RASC News Agency: In the last twenty-four hours, 1,139 Afghanistani migrant families have been forced across the borders back into Afghanistan from Iran and Pakistan, according to figures released by Taliban-controlled state media. Far from being a simple “repatriation,” this is a forced displacement into a country gripped by economic collapse, insecurity, and authoritarian repression. The Taliban-run Bakhtar News Agency reported that 266 families entered through the Torkham crossing on the border with Pakistan, 90 families through Spin Boldak in Kandahar, 126 families via the Silk Bridge crossing in Nimroz, and an overwhelming 657 families through Islam Qala in Herat province.
Only forty-eight hours earlier, more than another thousand families had been driven back under similar circumstances. Local sources describe scenes of abrupt expulsions families pulled from their homes, stripped of stability, and given little or no time to prepare for the journey into an uncertain future. This wave of deportations is not an isolated event. In recent months, the pace has accelerated to a level unprecedented in the region’s modern history. Iranian officials themselves acknowledge that in the past one hundred days, over one million Afghanistani citizens have been expelled. For a population already battered by war, famine, and state repression, such numbers represent a humanitarian calamity unfolding in real time.

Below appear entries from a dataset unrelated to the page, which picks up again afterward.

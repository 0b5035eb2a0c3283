//! memplan - Static execution-and-memory planner for computation graphs
//!
//! Runs once per (graph, device-assignment) pair and produces an immutable
//! [`Plan`] that an execution engine replays on every inference call without
//! re-planning. The plan fixes one deterministic node order, assigns an
//! allocation strategy to every intermediate value (fresh buffer, reuse of a
//! retired buffer, externally supplied, or no buffer at all), schedules when
//! each buffer may be released, and flags where buffer reuse crosses an
//! asynchronous execution boundary and therefore needs a synchronization
//! fence.
//!
//! The plan never encodes byte sizes; shapes may be unknown at planning time.
//! It encodes allocation strategy and buffer identity only.
//!
//! # Example
//!
//! ```
//! use memplan::{plan_graph, AllocKind, NodeDesc, ValueDesc, ValueGraph, ValueKind};
//! use memplan::{DType, ValueType};
//!
//! let mut graph = ValueGraph::new();
//! let ty = ValueType::tensor(DType::F32, 2);
//! let x = graph.add_value(ValueDesc::new("x", ty.clone(), ValueKind::GraphInput));
//! let y = graph.add_value(ValueDesc::new("y", ty.clone(), ValueKind::Computed));
//! let z = graph.add_value(ValueDesc::new("z", ty, ValueKind::GraphOutput));
//! graph.add_node(NodeDesc::new("square", vec![x], vec![y]))?;
//! graph.add_node(NodeDesc::new("scale", vec![y], vec![z]))?;
//!
//! let plan = plan_graph(&graph)?;
//! assert_eq!(plan.allocation(y).unwrap().kind, AllocKind::Allocate);
//! # Ok::<(), memplan::PlanError>(())
//! ```

pub mod error;
pub mod graph;
pub mod logging;
pub mod plan;
pub mod planner;

pub use error::{ErrorKind, PlanError, PlanResult};
pub use graph::{
    DType, MemorySpace, NodeDesc, NodeId, ValueDesc, ValueGraph, ValueId, ValueKind, ValueType,
};
pub use plan::{
    AllocKind, AllocationRecord, ExecutionStep, LiveInterval, Plan, Position,
};
pub use planner::{plan_graph, Planner, PlannerOptions};
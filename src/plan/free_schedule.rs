//! Per-step buffer-release scheduling.
//!
//! Converts last-use positions into one shared release sequence partitioned
//! into disjoint per-step ranges. A single flat list with (from, to) ranges
//! per step avoids a container per node; the ranges are consumed in
//! increasing step order by the executor.
//!
//! Every value whose lifetime ends inside the graph appears in exactly one
//! slice. Releasing a non-terminal member of an alias chain is a no-op at
//! execution time: the allocation table still shows the chain's owner live,
//! so the underlying buffer is only returned when its terminal alias is
//! released. There is no double release by construction.

use std::ops::Range;

use tracing::debug;

use crate::error::PlanResult;
use crate::graph::ValueId;
use crate::plan::types::{LiveInterval, Position};

/// The shared release sequence plus one half-open range per step.
#[derive(Debug, Clone, PartialEq, Eq)]
pub struct FreeSchedule {
    /// Value ids to release, partitioned by step
    pub free_list: Vec<ValueId>,
    /// `ranges[step]` indexes into `free_list`
    pub ranges: Vec<Range<usize>>,
}

/// Compute the release schedule for `num_steps` execution steps.
///
/// Within one step, values are released in ascending id order, which keeps
/// the schedule deterministic.
pub fn schedule_frees(liveness: &[LiveInterval], num_steps: usize) -> PlanResult<FreeSchedule> {
    // Bucket by death step in one pass; ascending value id within a bucket
    // falls out of the scan order.
    let mut buckets: Vec<Vec<ValueId>> = vec![Vec::new(); num_steps];
    let mut finite = 0usize;
    for (index, interval) in liveness.iter().enumerate() {
        if let Position::At(step) = interval.last_use {
            buckets[step].push(ValueId(index));
            finite += 1;
        }
    }

    let mut free_list = Vec::new();
    free_list.try_reserve_exact(finite)?;
    let mut ranges = Vec::new();
    ranges.try_reserve_exact(num_steps)?;

    for bucket in buckets {
        let from = free_list.len();
        free_list.extend(bucket);
        ranges.push(from..free_list.len());
    }

    debug!(
        steps = num_steps,
        released = free_list.len(),
        "computed free schedule"
    );
    Ok(FreeSchedule { free_list, ranges })
}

Human rights organizations have sounded the alarm: the forced return of so many people, without guarantees of safety, shelter, or basic sustenance inside Afghanistan, is a recipe for a mass-scale human tragedy. Families are returning to a country where jobs are scarce, public services have collapsed, and freedom has been extinguished under Taliban rule. For many, the homecoming is less a return than a descent into a controlled wilderness of deprivation. The Taliban, in their official narrative, claim to have formed a “special commission” to assist deported migrants. In practice, however, the commission exists only in name a bureaucratic mirage meant to pacify public concern while no real support reaches those in need. Instead of constructing emergency housing, creating job programs, or restoring basic services, the Taliban divert national resources into expanding their security apparatus and propaganda machine, tightening their grip on power while leaving the returned families to fend for themselves in destitution.
Witnesses describe children arriving barefoot, mothers clutching infants without food or clean water, and elderly men collapsing under the weight of exhaustion. Those who once fled to escape Taliban repression now find themselves trapped within the very regime they risked everything to avoid. The Taliban’s priorities are stark: rather than mobilizing to address this crisis, they invest their energy in controlling the press, silencing dissent, and consolidating military and ideological dominance. The result is a silent disaster one in which deported families vanish into the margins, their suffering hidden beneath layers of censorship and official denial.
With neighboring countries hardening their borders, and Afghanistan under one of the most repressive regimes of the century, the deportations are not the end of displacement. They mark the beginning of internal exile, where survival itself becomes a daily act of defiance against hunger, cold, and the suffocating rule of the Taliban.